When orchestrating for modern Broadway-style orchestras, there is a need for a way to assign sampled sounds to arbitrary places in a score. This can be done manually just using text, but that doesn’t help with playback. The way I handle this currently is to have 2 players. One player reflects what’s going to be on the page for the player, for which I disable playback. The other player does not appear in the score, but it contains every instrument the keyboard will be playing. The notes I want to hear are entered into the separate staves assigned to this player. Then I filter those staves out in Galley View and I can both see and hear what I’m doing. This approach becomes increasingly untenable as the number of instruments grows.
My suggestion would be to create a new system for keyboard parts somewhat like the percussion kit creator. The workflow could be something like…
- Make a list of patches that the keyboard is going to play in the kit designer.
- Write out the part
- Select the notes you want to assign to a particular sound
- Use a popup (let’s say ALT+SHIFT+P since it’s related to playing techniques) to then assign one of the keyboard sounds to those notes.

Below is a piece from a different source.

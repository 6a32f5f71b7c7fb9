/// Core Server Framework Module
///
/// - server.rs: server composition root and the stdio request loop

pub mod server;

- Text for the patch would appear in a box at the moment in question. If you wanted to layer multiple sounds on a single pitch, you could add more than one and the text box could update to show this automatically.
- You could optionally show the range of notes that the patch applies to as part of the sound.
Simplifying this process of building synth books would be a game changer for theater orchestrators. I’d recommend studying some real scores with complex keyboard parts, as well as working with theater orchestrators and the big Broadway copyists like Emily Grishman or Russ Anixer.
I would love to see how the Dorico team tackles this problem!